The breathing has started. Sylvie and Thea are supposed to lock eyes and puff their breath into each other’s faces, and right away they start to laugh.

“Remember the pregnant psychic?” Thea gasps. “That George Costanza went to? She was going into labour?” It’s true, they’re panting just like the pregnant psychic.

By the time they get to the second breathing pattern, in which you go
hee-hee-hoo
, they’re both streaming with tears. All around them fat, earnest women in sweatpants huff and puff with their eyes wide and their mouths in slits, concentrating as if it’s rocket science.

“Hee-hee-ha,” Sylvie laughs helplessly, gripping Thea’s hands, trying desperately not to pee. “Ha, ha, ha,” she hears Thea reply, and then she slides into the dark.

They keep Sylvie in the hospital overnight. The next day her blood pressure is normal and they discharge her, with the understanding that she will stay on bed rest. Aiden takes Liz’s car and picks her up. She’s sitting in a wheelchair by the obstetrics ward nursing station, already dressed. She’s never been sick, never, since her own birth, been in a hospital.

The resident comes by and leads them into an alcove for a chat. “So, you think you get the picture?”

“Yeah,” Sylvie says. “My body is freaking out because it views the placenta as foreign tissue.”

“That’s about the size of it. So we’re just trying to get your body to chill out for a bit longer. Every week you can last is a huge benefit to your baby. That means no more classes, no working at the computer, no going out. You can get up to go to the bathroom, but move slowly. No break dancing. No slasher flicks. No Facebook … Well, maybe Facebook.”
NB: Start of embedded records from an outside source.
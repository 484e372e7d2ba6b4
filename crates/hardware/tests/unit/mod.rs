//! Unit tests grouped by component.


/// Lifecycle, squash sites, membership and removal.
pub mod lifecycle;

/// Reference MMU driven through the CPU.
pub mod mmu;


/// End-to-end scenario runs.
pub mod scenarios;

/// Shadow loads.
pub mod shadow;


/// Translation protocol: retries, splits, deferred and stale completions.
pub mod translation;
//! End-to-end drivers.
//!
//! Builds a core over the reference backends and walks it through the
//! canonical instruction scenarios, reporting what held.

pub mod scenarios;

pub use scenarios::{Check, Scenario, ScenarioError, ScenarioReport, build_cpu};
Aiden interrupts. “We’re going to insist that Sylvie move home to her old bedroom, where we can keep a better eye on her.”
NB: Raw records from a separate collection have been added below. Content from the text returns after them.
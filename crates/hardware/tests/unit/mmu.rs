//! MMU Unit Tests.
//!
//! Drives the reference MMU through the CPU: walk latency, out-of-order
//! walk completion, TLB hits and permission faults.

use pretty_assertions::assert_eq;
use specsim_core::common::{Fault, PhysAddr, RequestFlags};
use specsim_core::config::{Config, MmuConfig};
use specsim_core::core::units::mmu::Mmu;
use specsim_core::core::units::mmu::ptw::PageTableEntry;

use crate::common::harness::TestContext;

const VBASE: u64 = 0x4000_0000;
const PBASE: u64 = 0x8000_0000;
const PAGE: u64 = 4096;
const RO_PAGE: u64 = VBASE + 16 * PAGE;
const DEVICE_PAGE: u64 = VBASE + 17 * PAGE;

fn mmu_context(walk_latency: u64) -> TestContext {
    let config = Config {
        mmu: MmuConfig {
            walk_latency,
            ..MmuConfig::default()
        },
        ..Config::default()
    };
    let mut mmu = Mmu::new(&config.mmu);
    mmu.map_range(VBASE, PBASE, 16 * PAGE, |ppn| PageTableEntry::new(ppn, true, true));
    mmu.map_range(RO_PAGE, PBASE + 16 * PAGE, PAGE, |ppn| {
        PageTableEntry::new(ppn, true, false)
    });
    mmu.map_range(DEVICE_PAGE, PBASE + 17 * PAGE, PAGE, |ppn| {
        PageTableEntry::new(ppn, true, true).strictly_ordered()
    });
    TestContext::with_backend(&config, Box::new(mmu))
}

#[test]
fn test_walk_delivers_after_latency() {
    let mut ctx = mmu_context(3);
    let ld = ctx.load(None);
    assert!(ctx.read(ld, VBASE + 0x18, 8).is_none());
    assert!(ctx.cpu[ld].is_translation_delayed());

    assert_eq!(ctx.cpu.tick(), 0);
    assert_eq!(ctx.cpu.tick(), 0);
    assert!(ctx.cpu[ld].is_translation_delayed());
    assert_eq!(ctx.cpu.tick(), 1);
    assert!(ctx.cpu[ld].translation_completed());
    assert_eq!(ctx.cpu[ld].phys_eff_addr_low(), Some(PhysAddr::new(PBASE + 0x18)));

    assert!(ctx.read(ld, VBASE + 0x18, 8).is_none());
    assert_eq!(ctx.memory.count(), 1);
}

#[test]
fn test_younger_walk_can_finish_first() {
    let mut ctx = mmu_context(3);
    let older = ctx.load(None);
    let younger = ctx.load(None);

    let _ = ctx.read(younger, VBASE + 2 * PAGE, 8);
    let _ = ctx.cpu.tick();
    let _ = ctx.read(older, VBASE + 3 * PAGE, 8);
    let _ = ctx.cpu.tick();
    let _ = ctx.cpu.tick();

    assert!(ctx.cpu[younger].translation_completed());
    assert!(ctx.cpu[older].is_translation_delayed());
    let _ = ctx.cpu.tick();
    assert!(ctx.cpu[older].translation_completed());
}

#[test]
fn test_tlb_hit_after_walk_is_synchronous() {
    let mut ctx = mmu_context(2);
    let first = ctx.load(None);
    let _ = ctx.read(first, VBASE + 0x40, 8);
    let _ = ctx.cpu.tick();
    let _ = ctx.cpu.tick();

    let second = ctx.load(None);
    assert!(ctx.read(second, VBASE + 0x80, 8).is_none());
    assert!(!ctx.cpu[second].is_translation_delayed());
    assert_eq!(ctx.cpu[second].phys_eff_addr_low(), Some(PhysAddr::new(PBASE + 0x80)));
    assert_eq!(ctx.memory.count(), 1);
}

#[test]
fn test_store_to_read_only_page_faults() {
    let mut ctx = mmu_context(0);
    let st = ctx.store(None);
    let fault = ctx.write(st, RO_PAGE + 8, &[0; 8]);
    assert_eq!(fault, Some(Fault::StorePageFault(RO_PAGE + 8)));
    assert_eq!(ctx.memory.count(), 0);

    let ld = ctx.load(None);
    assert!(ctx.read(ld, RO_PAGE + 8, 8).is_none());
}

#[test]
fn test_unmapped_page_faults_after_walk() {
    let mut ctx = mmu_context(1);
    let ld = ctx.load(None);
    let addr = VBASE + 64 * PAGE;
    assert!(ctx.read(ld, addr, 8).is_none());
    let _ = ctx.cpu.tick();
    assert_eq!(ctx.read(ld, addr, 8), Some(Fault::LoadPageFault(addr)));
    assert!(ctx.cpu[ld].is_executed());
}

#[test]
fn test_device_page_is_strictly_ordered() {
    let mut ctx = mmu_context(0);
    let ld = ctx.load(None);
    let _ = ctx.read(ld, DEVICE_PAGE, 4);
    let inst = &ctx.cpu[ld];
    assert!(inst.strictly_ordered());
    assert!(inst.mem_req_flags().contains(RequestFlags::UNCACHEABLE));
}
impl Cpu {
    /// Creates a CPU with the given backends.
    ///
    /// # Arguments
    ///
    /// * `config` - Full configuration; the core and trace sections are used.
    /// * `translator` - Address translation service.
    /// * `memory` - Memory access service.
    pub fn new(
        config: &Config,
        translator: Box<dyn TranslationBackend>,
        memory: Box<dyn MemoryBackend>,
    ) -> Self {
        Self {
            config: config.core.clone(),
            trace_enabled: config.trace.enabled,
            window: InstWindow::new(),
            draining: BTreeMap::new(),
            translator,
            memory,
            sink: None,
            stats: CoreStats::default(),
            next_seq: InstSeqNum(1),
            cycle: 0,
        }
    }

    /// Installs a trace sink. Records are only collected if tracing is enabled.
    #[must_use]
    pub fn with_trace_sink(mut self, sink: Box<dyn TraceSink>) -> Self {
        self.sink = Some(sink);
        self
    }

    /// Core options.
    pub const fn config(&self) -> &CoreConfig {
        &self.config
    }

    /// Counters.
    pub const fn stats(&self) -> &CoreStats {
        &self.stats
    }

    /// Current backend cycle.
    pub const fn cycle(&self) -> u64 {
        self.cycle
    }

    /// Instructions currently in the window.
    pub const fn window(&self) -> &InstWindow {
        &self.window
    }

    /// Number of removed records kept alive by an outstanding translation.
    pub fn draining(&self) -> usize {
        self.draining.len()
    }

    /// Looks up a live instruction.
    pub fn inst(&self, seq: InstSeqNum) -> Option<&DynInst> {
        self.window.get(seq)
    }

    /// Looks up a live instruction for mutation.
    pub fn inst_mut(&mut self, seq: InstSeqNum) -> Option<&mut DynInst> {
        self.window.get_mut(seq)
    }

    #[track_caller]
    fn expect_mut(&mut self, seq: InstSeqNum) -> &mut DynInst {
        match self.window.get_mut(seq) {
            Some(inst) => inst,
            None => violation(ContractViolation::StaleReference { seq }),
        }
    }

    /// Resolves the producer of `consumer`'s source `idx`, checking liveness.
    pub fn producer(&self, consumer: InstSeqNum, idx: usize) -> Option<&DynInst> {
        let link = self.window.get(consumer)?.arg_producers().get(idx).copied()?;
        self.window.live_producer(link)
    }

    // ══════════════════════════════════════════════════════════
    // Dispatch
    // ══════════════════════════════════════════════════════════

    /// Creates an instruction and places it in the window.
    ///
    /// `producers[i]` names the in-flight producer of source `i`, if any.
    /// Taint is computed immediately; a tainted instruction enters the
    /// stall list.
    ///
    /// # Returns
    ///
    /// The new sequence number.
    pub fn dispatch(
        &mut self,
        static_inst: Arc<StaticInst>,
        pc: u64,
        pred_pc: u64,
        tid: ThreadId,
        producers: &[Option<InstSeqNum>],
    ) -> InstSeqNum {
        let seq = self.next_seq;
        self.next_seq = seq.next();

        let mut inst = DynInst::new(seq, tid, static_inst, pc, pred_pc, &self.config);
        if self.trace_enabled && self.sink.is_some() {
            inst.enable_trace();
        }
        for (idx, link) in producers.iter().enumerate() {
            if let Some(producer) = link {
                inst.set_arg_producer(idx, *producer);
            }
        }
        debug!(%seq, tid, pc = format_args!("{pc:#x}"), mnemonic = inst.static_inst().mnemonic, "dispatch");
        self.window.insert(inst);
        self.stats.dispatched += 1;

        TaintTracker::on_dispatch(&mut self.window, seq, &mut self.stats);
        seq
    }

    // ══════════════════════════════════════════════════════════
    // Memory access
    // ══════════════════════════════════════════════════════════

    #[track_caller]
    fn with_access<R>(
        &mut self,
        seq: InstSeqNum,
        f: impl FnOnce(&mut DynInst, &mut MemContext<'_>) -> R,
    ) -> R {
        let Some(inst) = self.window.get_mut(seq) else {
            violation(ContractViolation::StaleReference { seq });
        };
        let mut cx = MemContext {
            config: &self.config,
            translator: self.translator.as_mut(),
            memory: self.memory.as_mut(),
            stats: &mut self.stats,
        };
        f(inst, &mut cx)
    }

    /// Initiates (or retries) a read on behalf of `seq`.
    ///
    /// See [`DynInst::initiate_read`].
    #[track_caller]
    pub fn initiate_read(
        &mut self,
        seq: InstSeqNum,
        addr: VirtAddr,
        size: u32,
        flags: RequestFlags,
    ) -> Option<Fault> {
        self.with_access(seq, |inst, cx| inst.initiate_read(addr, size, flags, cx))
    }

    /// Initiates (or retries) a write on behalf of `seq`.
    ///
    /// See [`DynInst::initiate_write`].
    #[track_caller]
    pub fn initiate_write(
        &mut self,
        seq: InstSeqNum,
        data: &[u8],
        size: u32,
        addr: VirtAddr,
        flags: RequestFlags,
        res: Option<u64>,
    ) -> Option<Fault> {
        self.with_access(seq, |inst, cx| {
            inst.initiate_write(data, size, addr, flags, res, cx)
        })
    }

    /// Delivers a deferred translation result.
    ///
    /// Results for instructions that no longer exist are logged and dropped.
    /// A result that finishes the translation of an already-removed record
    /// lets that record be reclaimed.
    pub fn complete_translation(
        &mut self,
        token: TranslationToken,
        result: TranslationResult,
    ) -> CompletionOutcome {
        let outcome = if let Some(inst) = self.window.get_mut(token.seq) {
            inst.complete_translation(token, result, &mut self.stats)
        } else if let Some(inst) = self.draining.get_mut(&token.seq) {
            let outcome = inst.complete_translation(token, result, &mut self.stats);
            if !inst.is_translation_delayed()
                && let Some(inst) = self.draining.remove(&token.seq)
            {
                self.reclaim(inst);
            }
            outcome
        } else {
            CompletionOutcome::Stale
        };

        if outcome == CompletionOutcome::Stale {
            self.stats.stale_completions += 1;
            warn!(seq = %token.seq, fragment = ?token.fragment, "dropping completion with no matching translation");
        }
        outcome
    }

    /// Advances the translation backend by one cycle and delivers due completions.
    ///
    /// # Returns
    ///
    /// The number of completions delivered.
    pub fn tick(&mut self) -> usize {
        self.cycle += 1;
        let due = self.translator.tick(self.cycle);
        let count = due.len();
        for c in due {
            let _ = self.complete_translation(c.token, c.result);
        }
        count
    }

    // ══════════════════════════════════════════════════════════
    // Squash and removal
    // ══════════════════════════════════════════════════════════

    /// Squashes one instruction, observed at `site`.
    #[track_caller]
    pub fn squash(&mut self, seq: InstSeqNum, site: SquashSite) {
        self.expect_mut(seq).squash(site);
    }

    /// Squashes every live instruction of `tid` younger than `seq`.
    ///
    /// # Returns
    ///
    /// The squashed sequence numbers, in program order.
    pub fn squash_younger_than(&mut self, seq: InstSeqNum, tid: ThreadId) -> Vec<InstSeqNum> {
        let mut squashed = Vec::new();
        for younger in self.window.seqs().into_iter().filter(|s| *s > seq) {
            if let Some(inst) = self.window.get_mut(younger)
                && inst.tid() == tid
                && !inst.is_terminal()
            {
                inst.set_squashed();
                squashed.push(younger);
            }
        }
        if !squashed.is_empty() {
            debug!(%seq, count = squashed.len(), "squashed younger instructions");
        }
        squashed
    }

    /// Removes a terminal instruction that no container holds any more.
    ///
    /// # Panics
    ///
    /// Panics with a contract violation if `seq` is unknown, not terminal,
    /// or still held by a container.
    #[track_caller]
    pub fn remove(&mut self, seq: InstSeqNum) -> RemoveOutcome {
        let Some(inst) = self.window.get(seq) else {
            violation(ContractViolation::StaleReference { seq });
        };
        if !inst.is_terminal() {
            violation(ContractViolation::RemoveLiveInstruction { seq });
        }
        if let Some(container) = inst.membership().holder() {
            violation(ContractViolation::RemoveWhileQueued { seq, container });
        }
        let Some(mut inst) = self.window.remove(seq) else {
            violation(ContractViolation::StaleReference { seq });
        };
        inst.set_removed();
        inst.remove_from_stall_list();

        if inst.is_translation_delayed() {
            debug!(%seq, outstanding = inst.outstanding_fragments(), "reclaim deferred until translation completes");
            self.stats.deferred_reclaims += 1;
            let _ = self.draining.insert(seq, inst);
            return RemoveOutcome::Deferred;
        }
        self.reclaim(inst);
        RemoveOutcome::Reclaimed
    }

    fn reclaim(&mut self, mut inst: DynInst) {
        if inst.is_committed() {
            self.stats.committed += 1;
        } else {
            self.stats.squashed += 1;
        }
        self.stats.reclaimed += 1;

        if let (Some(sink), Some(mut rec)) = (self.sink.as_mut(), inst.trace.take()) {
            rec.outcome = Some(if inst.is_committed() { "committed" } else { "squashed" });
            rec.fault = inst.fault().map(ToString::to_string);
            sink.record(&rec);
        }
        debug!(seq = %inst.seq(), "reclaimed");
    }

    // ══════════════════════════════════════════════════════════
    // Taint
    // ══════════════════════════════════════════════════════════

    /// Recomputes taint across the window.
    pub fn propagate_taint(&mut self) {
        TaintTracker::propagate(&mut self.window);
    }

    /// Releases stalled instructions whose taint has cleared.
    pub fn release_stalled(&mut self) -> Vec<InstSeqNum> {
        TaintTracker::release_stalled(&mut self.window)
    }

    /// Generic issue gate: operands ready and not stalled on taint.
    pub fn can_issue(&self, seq: InstSeqNum) -> bool {
        self.window.get(seq).is_some_and(TaintTracker::can_issue)
    }

    /// Returns true if taint permits `seq` to issue.
    pub fn taint_permits_issue(&self, seq: InstSeqNum) -> bool {
        self.window
            .get(seq)
            .is_some_and(|inst| TaintTracker::permits_issue(&self.window, inst))
    }

    /// Marks `seq` past the visibility point.
    #[track_caller]
    pub fn mark_unsquashable(&mut self, seq: InstSeqNum) {
        self.expect_mut(seq).mark_unsquashable();
    }

    /// Requests that `seq` squash younger instructions.
    ///
    /// If taint allows, the squash is applied right away and the squashed
    /// sequence numbers are returned; otherwise it is deferred.
    #[track_caller]
    pub fn request_squash(&mut self, seq: InstSeqNum) -> (SquashDecision, Vec<InstSeqNum>) {
        if !self.window.contains(seq) {
            violation(ContractViolation::StaleReference { seq });
        }
        match TaintTracker::request_squash(&mut self.window, seq, &mut self.stats) {
            SquashDecision::Immediate => {
                let tid = self.window.get(seq).map_or(0, DynInst::tid);
                (SquashDecision::Immediate, self.squash_younger_than(seq, tid))
            }
            SquashDecision::Deferred => (SquashDecision::Deferred, Vec::new()),
        }
    }

    /// Applies deferred squashes whose taint has resolved.
    ///
    /// # Returns
    ///
    /// The instructions whose squash was applied, in program order.
    pub fn apply_resolved_squashes(&mut self) -> Vec<InstSeqNum> {
        let resolved = TaintTracker::take_resolved_squashes(&mut self.window, &mut self.stats);
        for seq in &resolved {
            let tid = self.window.get(*seq).map_or(0, DynInst::tid);
            let _ = self.squash_younger_than(*seq, tid);
        }
        resolved
    }

    // ══════════════════════════════════════════════════════════
    // Shadow loads
    // ══════════════════════════════════════════════════════════

    /// Starts a shadow access for the load `seq` and initiates its read.
    ///
    /// # Returns
    ///
    /// The fault recorded on the instruction, if any.
    #[track_caller]
    pub fn initiate_shadow_read(
        &mut self,
        seq: InstSeqNum,
        addr: VirtAddr,
        size: u32,
        flags: RequestFlags,
    ) -> Option<Fault> {
        self.with_access(seq, |inst, cx| {
            ShadowLoad::begin(inst, cx.stats);
            inst.initiate_read(addr, size, flags, cx)
        })
    }

    /// Records the end of the shadow access of `seq`.
    ///
    /// # Returns
    ///
    /// True if dependents should be woken now; true at most once per instruction.
    #[track_caller]
    pub fn finish_shadow_load(&mut self, seq: InstSeqNum, success: bool) -> bool {
        let Some(inst) = self.window.get_mut(seq) else {
            violation(ContractViolation::StaleReference { seq });
        };
        let _ = ShadowLoad::finish(inst, success, &mut self.stats);
        ShadowLoad::take_wakeup(inst, &mut self.stats)
    }

    /// Clears the translation progress of `seq` for its real access.
    #[track_caller]
    pub fn reset_dopp(&mut self, seq: InstSeqNum) {
        ShadowLoad::reset(self.expect_mut(seq));
    }
}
“Absolutely,” says the doctor.

I
t really is a beautiful room. It was meant to be the master bedroom. It has three wide windows overlooking the street, and it had a walk-in closet before such things were even heard of. Liz redecorated the room when Sylvie was in high school, in an effort to lure her back into it. She bought new furniture, made a tiny-paned quilt in shades that look like wheat and sand and willow branches. On the windows she hung blinds made of some sort of unbleached fabric.

“Your mother did a great job with this room,” Aiden says.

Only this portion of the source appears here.